§ **Task statement**: Using the records that appear below, write out exactly the lines from the one with "UpdateSource::Coordinates(vec![p(5.0, 5.0)]), true).unwrap();" through the one with "UpdateSource::Coordinates(vec![p(4.0, 0.0)]), true).unwrap();", keeping both end lines.
--*--
#[cfg(test)]
mod tests {
    use super::*;
    use crate::math::EPSILON;
    use crate::scene::MemoryScene;
    use std::cell::RefCell;
    use std::f64::consts::FRAC_PI_2;
    use std::rc::Rc;

    fn p(x: f64, y: f64) -> Point3 {
        Point3::new(x, y, 0.0)
    }

    fn close(a: &[Point3], b: &[Point3]) -> bool {
        a.len() == b.len() && a.iter().zip(b).all(|(a, b)| (a - b).norm() < 1e-9)
    }

    /// 单位正方形的四条边，首尾相连
    fn square(session: &mut EditSession) -> Vec<EntityId> {
        let corners = [p(0.0, 0.0), p(1.0, 0.0), p(1.0, 1.0), p(0.0, 1.0)];
        let sides: Vec<EntityId> = (0..4)
            .map(|i| session.create_entity("side", vec![corners[i], corners[(i + 1) % 4]]))
            .collect();
        for i in 0..4 {
            session
                .link(
                    sides[i],
                    LinkIndex::Vertex(1),
                    sides[(i + 1) % 4],
                    &[LinkIndex::Vertex(0)],
                    false,
                )
                .unwrap();
        }
        sides
    }

    fn counter(
        session: &mut EditSession,
        publisher: EntityId,
        subscriber: EntityId,
    ) -> Rc<RefCell<usize>> {
        let count = Rc::new(RefCell::new(0));
        let inner = count.clone();
        session.bus_mut().register(
            publisher,
            subscriber,
            &[EventKind::Geometry],
            move |_: &mut EditSession, _: EventKind, _: &Message| *inner.borrow_mut() += 1,
        );
        count
    }

    #[test]
    fn test_update_identical_coordinates_is_noop() {
        let mut session = EditSession::default();
        let a = session.create_entity("a", vec![p(0.0, 0.0), p(1.0, 0.0)]);
        let b = session.create_entity("b", vec![p(1.0, 0.0), p(2.0, 0.0)]);
        session.link(a, LinkIndex::Vertex(1), b, &[LinkIndex::Vertex(0)], false).unwrap();
        let count = counter(&mut session, a, b);
        let pending = session.queue().len();

        let outcome = session
            .update(a, UpdateSource::Coordinates(vec![p(0.0, 0.0), p(1.0, 0.0)]), true)
            .unwrap();

        assert_eq!(outcome, UpdateOutcome::Unchanged);
        assert!(session.entity(a).unwrap().previous_coordinates().is_empty());
        assert!(session.entity(b).unwrap().previous_coordinates().is_empty());
        assert_eq!(*count.borrow(), 0);
        assert_eq!(session.queue().len(), pending);
    }

    #[test]
    fn test_update_snapshots_previous_coordinates() {
        let mut session = EditSession::default();
        let a = session.create_entity("a", vec![p(0.0, 0.0), p(1.0, 0.0)]);

        let shift = Matrix4::new_translation(&Vector3::new(0.0, 2.0, 0.0));
        session
            .update(a, UpdateSource::Transform(shift), false)
            .unwrap();

        let entity = session.entity(a).unwrap();
        assert_eq!(entity.previous_coordinates(), &[p(0.0, 0.0), p(1.0, 0.0)]);
        assert_eq!(entity.coordinates(), &[p(0.0, 2.0), p(1.0, 2.0)]);
    }

    #[test]
    fn test_shared_endpoint_propagation() {
        let mut session = EditSession::default();
        let a = session.create_entity("a", vec![p(-1.0, 0.0), p(0.0, 0.0)]);
        let b = session.create_entity("b", vec![p(0.0, 0.0), p(1.0, 0.0)]);
        session.link(a, LinkIndex::Vertex(1), b, &[LinkIndex::Vertex(0)], false).unwrap();

        let outcome = session
            .update(a, UpdateSource::Coordinates(vec![p(-1.0, 0.0), p(1.0, 1.0)]), true)
            .unwrap();

        assert_eq!(outcome.committed(), &[a, b]);
        let b_coords = session.get_coordinates(b).unwrap();
        assert_eq!(b_coords[0], p(1.0, 1.0));
        assert_eq!(b_coords[1], p(1.0, 0.0));
        assert_eq!(session.entity(b).unwrap().previous_coordinates()[0], p(0.0, 0.0));
    }

    #[test]
    fn test_update_reaches_entity_through_every_path() {
        let mut session = EditSession::default();
        let a = session.create_entity("a", vec![p(0.0, 0.0), p(1.0, 0.0)]);
        let m = session.create_entity("m", vec![p(1.0, 0.0)]);
        let x = session.create_entity("x", vec![p(0.0, 0.0), p(1.0, 0.0)]);
        session.link(a, LinkIndex::Vertex(0), x, &[LinkIndex::Vertex(0)], false).unwrap();
        session.link(a, LinkIndex::Vertex(1), m, &[LinkIndex::Vertex(0)], false).unwrap();
        session.link(m, LinkIndex::Vertex(0), x, &[LinkIndex::Vertex(1)], false).unwrap();

        let outcome = session
            .update(a, UpdateSource::Coordinates(vec![p(0.0, 1.0), p(1.0, 1.0)]), true)
            .unwrap();

        // x 先经由 m 移动终点，随后 a 的直接联动仍然移动起点
        assert_eq!(session.get_coordinates(m).unwrap(), vec![p(1.0, 1.0)]);
        assert_eq!(session.get_coordinates(x).unwrap(), vec![p(0.0, 1.0), p(1.0, 1.0)]);
        assert_eq!(
            session.entity(x).unwrap().previous_coordinates(),
            &[p(0.0, 0.0), p(1.0, 0.0)]
        );
        assert_eq!(outcome.committed().iter().filter(|id| **id == x).count(), 1);
    }

    #[test]
    fn test_linked_update_does_not_echo_to_source() {
        let mut session = EditSession::default();
        let a = session.create_entity("a", vec![p(-1.0, 0.0), p(0.0, 0.0)]);
        let b = session.create_entity("b", vec![p(0.0, 0.0), p(1.0, 0.0)]);
        session.link(a, LinkIndex::Vertex(1), b, &[LinkIndex::Vertex(0)], false).unwrap();
        let to_b = counter(&mut session, a, b);
        let to_a = counter(&mut session, b, a);

        let outcome = session
            .update(a, UpdateSource::Coordinates(vec![p(-1.0, 0.0), p(0.5, 0.0)]), true)
            .unwrap();

        assert_eq!(*to_b.borrow(), 1);
        assert_eq!(*to_a.borrow(), 0);
        assert_eq!(outcome, UpdateOutcome::Committed { entities: vec![a, b], delivered: 1 });
        assert!(!session.is_updating(a));
    }

    #[test]
    fn test_reentrant_update_is_ignored() {
        let mut session = EditSession::default();
        let a = session.create_entity("a", vec![p(0.0, 0.0)]);
        let b = session.create_entity("b", vec![p(5.0, 5.0)]);
        let result = Rc::new(RefCell::new(None));
        let seen = result.clone();
        session.bus_mut().register(
            a,
            b,
            &[EventKind::Geometry],
            move |s: &mut EditSession, _: EventKind, _: &Message| {
                let outcome = s.update(a, UpdateSource::Coordinates(vec![p(9.0, 9.0)]), true);
                *seen.borrow_mut() = Some(outcome);
            },
        );

        session.update(a, UpdateSource::Coordinates(vec![p(1.0, 0.0)]), true).unwrap();

        assert!(matches!(*result.borrow(), Some(Ok(UpdateOutcome::Ignored))));
        assert_eq!(session.get_coordinates(a).unwrap(), vec![p(1.0, 0.0)]);
    }

    #[test]
    fn test_coordinate_count_mismatch_is_rejected() {
        let mut session = EditSession::default();
        let a = session.create_entity("a", vec![p(0.0, 0.0), p(1.0, 0.0)]);

        let result = session.update(a, UpdateSource::Coordinates(vec![p(0.0, 0.0)]), true);
        assert!(matches!(result, Err(TrackerError::CoordinateCount { expected: 2, found: 1 })));

        let empty = session.update(a, UpdateSource::Coordinates(Vec::new()), true).unwrap();
        assert_eq!(empty, UpdateOutcome::Ignored);
    }

    #[test]
    fn test_link_validates_indices() {
        let mut session = EditSession::default();
        let a = session.create_entity("a", vec![p(0.0, 0.0), p(1.0, 0.0)]);
        let b = session.create_entity("b", vec![p(1.0, 0.0)]);

        let result = session.link(a, LinkIndex::Vertex(2), b, &[LinkIndex::Vertex(0)], false);
        assert!(matches!(result, Err(TrackerError::IndexOutOfRange { index: 2, len: 2 })));
        assert!(session.links().is_empty());
    }

    #[test]
    fn test_deferred_writes_apply_on_tick() {
        let mut session = EditSession::default();
        let a = session.create_entity("a", vec![p(0.0, 0.0)]);
        let mut scene = MemoryScene::new();

        session.tick(&mut scene);
        session.update(a, UpdateSource::Coordinates(vec![p(3.0, 0.0)]), false).unwrap();
        assert_eq!(scene.coordinates(a), Some(&[p(0.0, 0.0)][..]));

        let report = session.tick(&mut scene);
        assert_eq!(report.failed, 0);
        assert_eq!(scene.coordinates(a), Some(&[p(3.0, 0.0)][..]));
    }

    #[test]
    fn test_target_only_marker_follows_line() {
        let mut session = EditSession::default();
        let line = session.create_entity("line", vec![p(0.0, 0.0), p(1.0, 0.0)]);
        let marker = session.create_entity("marker", vec![p(1.0, 0.0)]);
        session.link(line, LinkIndex::Vertex(1), marker, &[LinkIndex::Vertex(0)], true).unwrap();

        session
            .update(line, UpdateSource::Coordinates(vec![p(0.0, 0.0), p(2.0, 1.0)]), true)
            .unwrap();
        assert_eq!(session.get_coordinates(marker).unwrap(), vec![p(2.0, 1.0)]);

        session.update(marker, UpdateSource::Coordinates(vec![p(5.0, 5.0)]), true).unwrap();
        assert_eq!(session.get_coordinates(line).unwrap(), vec![p(0.0, 0.0), p(2.0, 1.0)]);
    }

    #[test]
    fn test_register_geometry_duplex_follow() {
        let mut session = EditSession::default();
        let a = session.create_entity("a", vec![p(0.0, 0.0)]);
        let b = session.create_entity("b", vec![p(0.0, 0.0)]);
        let calls = Rc::new(RefCell::new(Vec::new()));

        let log = calls.clone();
        session.register_geometry(a, b, true, move |me, _| {
            let log = log.clone();
            move |s: &mut EditSession, _: EventKind, message: &Message| {
                log.borrow_mut().push(me);
                if let Some(points) = message.points() {
                    let _ = s.update(me, UpdateSource::Coordinates(points.to_vec()), true);
                }
            }
        });

        session.update(a, UpdateSource::Coordinates(vec![p(4.0, 0.0)]), true).unwrap();

        assert_eq!(session.get_coordinates(b).unwrap(), vec![p(4.0, 0.0)]);
        // b 的回声被排除栈拦截
        assert_eq!(*calls.borrow(), vec![b]);
    }

    #[test]
    fn test_box_selection_drags_as_rigid_body() {
        let mut session = EditSession::default();
        let sides = square(&mut session);

        assert!(session.begin_drag(&sides, p(0.5, 0.5), p(0.5, 0.5)).unwrap());

        assert_eq!(session.drag().full_drag().len(), 4);
        assert!(session.drag().partial_drag().is_empty());
        for id in &sides {
            assert!(session.entity(*id).unwrap().is_full_drag());
        }
    }

    #[test]
    fn test_cancel_leaves_coordinates_unchanged() {
        let mut session = EditSession::default();
        let sides = square(&mut session);
        let before: Vec<Vec<Point3>> = sides
            .iter()
            .map(|id| session.get_coordinates(*id).unwrap())
            .collect();
        let mut scene = MemoryScene::new();

        session.begin_drag(&sides[..1], p(0.5, 0.0), p(0.5, 0.0)).unwrap();
        for x in 1..5 {
            session.update_drag(p(0.5 + x as f64, 0.3), x % 2 == 0).unwrap();
        }
        session.tick(&mut scene);
        assert!(scene.has_drag_preview());

        assert!(session.cancel_drag());
        session.tick(&mut scene);

        for (id, coords) in sides.iter().zip(&before) {
            assert_eq!(&session.get_coordinates(*id).unwrap(), coords);
            assert!(session.entity(*id).unwrap().drag_indices().is_empty());
        }
        assert!(!scene.has_drag_preview());
        assert!(!session.is_dragging());
        assert!(!session.cancel_drag());
    }

    #[test]
    fn test_end_drag_rotates_box() {
        let mut session = EditSession::default();
        let sides = square(&mut session);
        let center = p(0.5, 0.5);

        session.begin_drag(&sides, center, p(0.5, 1.5)).unwrap();
        session.update_drag(p(0.5, 1.5), true).unwrap();
        session.update_drag(p(1.5, 0.5), true).unwrap();
        assert!((session.drag().transform().rotation + FRAC_PI_2).abs() < EPSILON);

        let committed = session.end_drag().unwrap();

        assert!(sides.iter().all(|id| committed.contains(id)));
        // 顺时针旋转 90°
        assert!(close(&session.get_coordinates(sides[0]).unwrap(), &[p(0.0, 1.0), p(0.0, 0.0)]));
        assert!(close(&session.get_coordinates(sides[1]).unwrap(), &[p(0.0, 0.0), p(1.0, 0.0)]));
        assert!(close(&session.get_coordinates(sides[2]).unwrap(), &[p(1.0, 0.0), p(1.0, 1.0)]));
        assert!(close(&session.get_coordinates(sides[3]).unwrap(), &[p(1.0, 1.0), p(0.0, 1.0)]));
        assert!(!session.is_dragging());
    }

    #[test]
    fn test_end_drag_partial_polyline() {
        let mut session = EditSession::default();
        let polyline = session.create_entity(
            "polyline",
            (0..4).map(|i| p(i as f64, 0.0)).collect(),
        );
        let marker = session.create_entity("marker", vec![p(2.0, 0.0)]);
        session
            .link(marker, LinkIndex::Vertex(0), polyline, &[LinkIndex::Vertex(2)], false)
            .unwrap();

        session.begin_drag(&[marker], p(2.0, 0.0), p(2.0, 0.0)).unwrap();
        let preview = &session.drag().partial_drag()[0];
        assert_eq!(preview.entity, polyline);
        assert_eq!(preview.window(), (1, 3));

        session.update_drag(p(2.0, 1.0), false).unwrap();
        assert_eq!(session.drag_coordinates(polyline).unwrap()[2], p(2.0, 1.0));
        assert_eq!(session.get_coordinates(polyline).unwrap()[2], p(2.0, 0.0));

        session.end_drag().unwrap();

        assert_eq!(session.get_coordinates(marker).unwrap(), vec![p(2.0, 1.0)]);
        let coords = session.get_coordinates(polyline).unwrap();
        assert_eq!(coords, vec![p(0.0, 0.0), p(1.0, 0.0), p(2.0, 1.0), p(3.0, 0.0)]);
    }

    #[test]
    fn test_drag_guards() {
        let mut session = EditSession::default();
        let a = session.create_entity("a", vec![p(0.0, 0.0)]);

        assert!(!session.begin_drag(&[], p(0.0, 0.0), p(0.0, 0.0)).unwrap());
        assert!(matches!(session.end_drag(), Err(TrackerError::NotDragging)));
        assert!(matches!(session.update_drag(p(1.0, 0.0), false), Err(TrackerError::NotDragging)));

        session.begin_drag(&[a], p(0.0, 0.0), p(0.0, 0.0)).unwrap();
        assert!(matches!(
            session.begin_drag(&[a], p(0.0, 0.0), p(0.0, 0.0)),
            Err(TrackerError::AlreadyDragging)
        ));

        // 没有位移的拖拽不提交
        assert!(session.end_drag().unwrap().is_empty());
        assert!(session.entity(a).unwrap().previous_coordinates().is_empty());
    }

    #[test]
    fn test_finish_removes_links_and_node() {
        let mut session = EditSession::default();
        let sides = square(&mut session);
        let mut scene = MemoryScene::new();
        session.tick(&mut scene);

        session.finish(sides[0]).unwrap();
        session.tick(&mut scene);

        assert!(!session.contains(sides[0]));
        assert!(!session.links().is_linked(sides[1], sides[0]));
        assert!(!session.links().is_linked(sides[3], sides[0]));
        assert!(scene.coordinates(sides[0]).is_none());
        assert!(matches!(session.finish(sides[0]), Err(TrackerError::EntityNotFound(_))));
    }

    #[test]
    fn test_world_coordinates_use_node_transform() {
        struct Shifted;
        impl Viewport for Shifted {
            fn screen_to_world(&self, screen: &crate::math::Point2) -> Point3 {
                Point3::new(screen.x, screen.y, 0.0)
            }
            fn world_to_screen(&self, world: &Point3) -> crate::math::Point2 {
                crate::math::Point2::new(world.x, world.y)
            }
            fn node_transform(&self, _node: EntityId) -> Matrix4 {
                Matrix4::new_translation(&Vector3::new(10.0, 0.0, 0.0))
            }
        }

        let mut session = EditSession::default();
        let a = session.create_entity("a", vec![p(1.0, 1.0)]);
        assert_eq!(session.world_coordinates(a, &Shifted).unwrap(), vec![p(11.0, 1.0)]);
    }
}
--*--
§ **Reply**:
        session.update(marker, UpdateSource::Coordinates(vec![p(5.0, 5.0)]), true).unwrap();
        assert_eq!(session.get_coordinates(line).unwrap(), vec![p(0.0, 0.0), p(2.0, 1.0)]);
    }

    #[test]
    fn test_register_geometry_duplex_follow() {
        let mut session = EditSession::default();
        let a = session.create_entity("a", vec![p(0.0, 0.0)]);
        let b = session.create_entity("b", vec![p(0.0, 0.0)]);
        let calls = Rc::new(RefCell::new(Vec::new()));

        let log = calls.clone();
        session.register_geometry(a, b, true, move |me, _| {
            let log = log.clone();
            move |s: &mut EditSession, _: EventKind, message: &Message| {
                log.borrow_mut().push(me);
                if let Some(points) = message.points() {
                    let _ = s.update(me, UpdateSource::Coordinates(points.to_vec()), true);
                }
            }
        });

        session.update(a, UpdateSource::Coordinates(vec![p(4.0, 0.0)]), true).unwrap();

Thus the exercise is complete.